The Police Services Board released a statement Monday morning, announcing it has postponed Monday's scheduled meeting because of the decision. City council voted last week to appoint the Ancaster councillor to the board that governs the Hamilton Police Service. Ferguson was set to serve in the interim during the suspension of Coun. Terry Whitehead, who is being investigated by the Ontario Civilian Police Commission on accused behavioral issues.
"The board has also been advised that the Ontario Civilian Police Commission is seeking a legal opinion on the temporary appointment," said Police Services Board Chair Nancy DiGregorio in a statement. "The board will reconvene the meeting once the commission has provided its opinion and direction to the board."
DiGregorio told CBC Hamilton that the Ministry saw Ferguson's appointment as unlawful because Whitehead is still technically a member of the board, even though he is suspended. The Ontario Civilian Police Commission has the final say on the matter, she says, and she's hoping to hear in the next couple of days what exactly the commission's direction will be.
"I definitely want to have this meeting sooner rather than later," DiGregorio said.

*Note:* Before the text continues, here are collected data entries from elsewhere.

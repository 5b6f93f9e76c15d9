//! File operations

use std::path::{Path, PathBuf};

use serde::Serialize;
use tokio::fs;
use tokio::io::AsyncWriteExt;

use crate::errors::PodError;

/// A file wrapper with path
#[derive(Debug, Clone)]
pub struct File {
    path: PathBuf,
}

impl File {
    /// Create a new file reference
    pub fn new(path: impl Into<PathBuf>) -> Self {
        Self { path: path.into() }
    }

    /// Get the file path
    pub fn path(&self) -> &Path {
        &self.path
    }

    /// Check if the file exists
    pub async fn exists(&self) -> bool {
        fs::metadata(&self.path)
            .await
            .map(|m| m.is_file())
            .unwrap_or(false)
    }

    /// Read file contents as string
    pub async fn read_string(&self) -> Result<String, PodError> {
        fs::read_to_string(&self.path)
            .await
            .map_err(PodError::fs("read", &self.path))
    }

    /// Read file as JSON value (no schema applied)
    pub async fn read_json_value(&self) -> Result<serde_json::Value, PodError> {
        let contents = self.read_string().await?;
        let value = serde_json::from_str(&contents)?;
        Ok(value)
    }

    /// Write JSON to file atomically
    pub async fn write_json<T: Serialize>(&self, value: &T) -> Result<(), PodError> {
        self.write_atomic(&json_contents(value)?, None).await
    }

    /// Write JSON atomically, readable and writable by the owner only (0o600 on Unix)
    pub async fn write_private_json<T: Serialize>(&self, value: &T) -> Result<(), PodError> {
        self.write_atomic(&json_contents(value)?, Some(0o600)).await
    }

    /// Write an executable script (mode 0o755 on Unix)
    pub async fn write_executable(&self, contents: &str) -> Result<(), PodError> {
        self.write_with_mode(contents, 0o755).await
    }

    /// Write a file readable and executable by the owner only
    pub async fn write_private_executable(&self, contents: &str) -> Result<(), PodError> {
        self.write_with_mode(contents, 0o700).await
    }

    async fn write_with_mode(&self, contents: &str, mode: u32) -> Result<(), PodError> {
        self.ensure_parent().await?;
        fs::write(&self.path, contents)
            .await
            .map_err(PodError::fs("write", &self.path))?;
        #[cfg(unix)]
        {
            use std::os::unix::fs::PermissionsExt;
            fs::set_permissions(&self.path, std::fs::Permissions::from_mode(mode))
                .await
                .map_err(PodError::fs("chmod", &self.path))?;
        }
        #[cfg(not(unix))]
        let _ = mode;
        Ok(())
    }

    /// Delete the file, missing files are fine
    pub async fn delete(&self) -> Result<(), PodError> {
        match fs::remove_file(&self.path).await {
            Ok(()) => Ok(()),
            Err(e) if e.kind() == std::io::ErrorKind::NotFound => Ok(()),
            Err(e) => Err(PodError::fs("remove", &self.path)(e)),
        }
    }

    /// Atomic write using a temporary file in the same directory. The mode,
    /// when given, is applied before any content is written.
    pub async fn write_atomic(&self, contents: &[u8], mode: Option<u32>) -> Result<(), PodError> {
        self.ensure_parent().await?;
        let temp_path = self.temp_path();

        let mut file = fs::File::create(&temp_path)
            .await
            .map_err(PodError::fs("create", &temp_path))?;
        #[cfg(unix)]
        if let Some(mode) = mode {
            use std::os::unix::fs::PermissionsExt;
            file.set_permissions(std::fs::Permissions::from_mode(mode))
                .await
                .map_err(PodError::fs("chmod", &temp_path))?;
        }
        #[cfg(not(unix))]
        let _ = mode;
        file.write_all(contents)
            .await
            .map_err(PodError::fs("write", &temp_path))?;
        file.sync_all()
            .await
            .map_err(PodError::fs("sync", &temp_path))?;
        drop(file);

        if let Err(e) = fs::rename(&temp_path, &self.path).await {
            let _ = fs::remove_file(&temp_path).await;
            return Err(PodError::fs("replace", &self.path)(e));
        }
        Ok(())
    }

    fn temp_path(&self) -> PathBuf {
        let name = self
            .path
            .file_name()
            .map(|n| n.to_string_lossy().into_owned())
            .unwrap_or_default();
        self.path
            .with_file_name(format!(".{}.{}.tmp", name, uuid::Uuid::new_v4().simple()))
    }

    async fn ensure_parent(&self) -> Result<(), PodError> {
        if let Some(parent) = self.path.parent().filter(|p| !p.as_os_str().is_empty()) {
            fs::create_dir_all(parent)
                .await
                .map_err(PodError::fs("create directory", parent))?;
        }
        Ok(())
    }
}

fn json_contents<T: Serialize>(value: &T) -> Result<Vec<u8>, PodError> {
    let mut contents = serde_json::to_string_pretty(value)?;
    contents.push('\n');
    Ok(contents.into_bytes())
}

Ferguson's temporary appointment was reviewed by city solicitor Janice Atwood-Petkovski, who told CBC Hamilton she has not been given a specific reason by the ministry as to why the move was blocked.
"I'm not sure what the ministry's role is in interpreting the statute," Atwood-Petkovski said. "No one has said 'here, this is the contravention.'"

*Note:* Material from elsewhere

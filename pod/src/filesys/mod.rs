//! Filesystem helpers

pub mod dir;
pub mod file;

The Ministry of Community Safety and Correctional Services did not immediately respond to requests for comment.
Atwood-Petkovski says council has the power to temporarily appoint someone to the board if another councillor is unable to act. "From a black and white legal approach, this applies," she said.
Ferguson told CBC Hamilton that he found the move puzzling, as well. "I don't know why correctional services is wading into this," he said. "I'm sitting on the sidelines ready and willing to serve."
Ferguson had said he wanted to improve the relationship between the two bodies. He had planned to sit down with chair Nancy DiGregorio and Chief Glenn De Caire for some "quiet dialogue," he said.
"You can't keep punching each other," Ferguson said.
The relationship strain began earlier this year during a disagreement over the police budget. The initial draft asked for a 5.25-per cent increase over the year before. At council's request, the service eventually trimmed it to a 3.53-per cent increase.
The board is comprised of three city appointees, three provincial appointees and Mayor Bob Bratina. The board is keeping mum on the reason for Whitehead's suspension, citing the ongoing investigation.
Whitehead speculates accusations against him include public arguments with De Caire and former board appointee Jim Kay, as well as throwing some papers on a desk during a meeting and his candour with the media.
For now, he's just awaiting the results of the investigation.
"Basically under the legislation, when a probe is initiated, the individual that is the subject of that probe has to step aside from his responsibilities until the probe is concluded," he said.
Council narrowly passed a resolution Wednesday asking the province for either total control to appoint the board or for council to govern the service.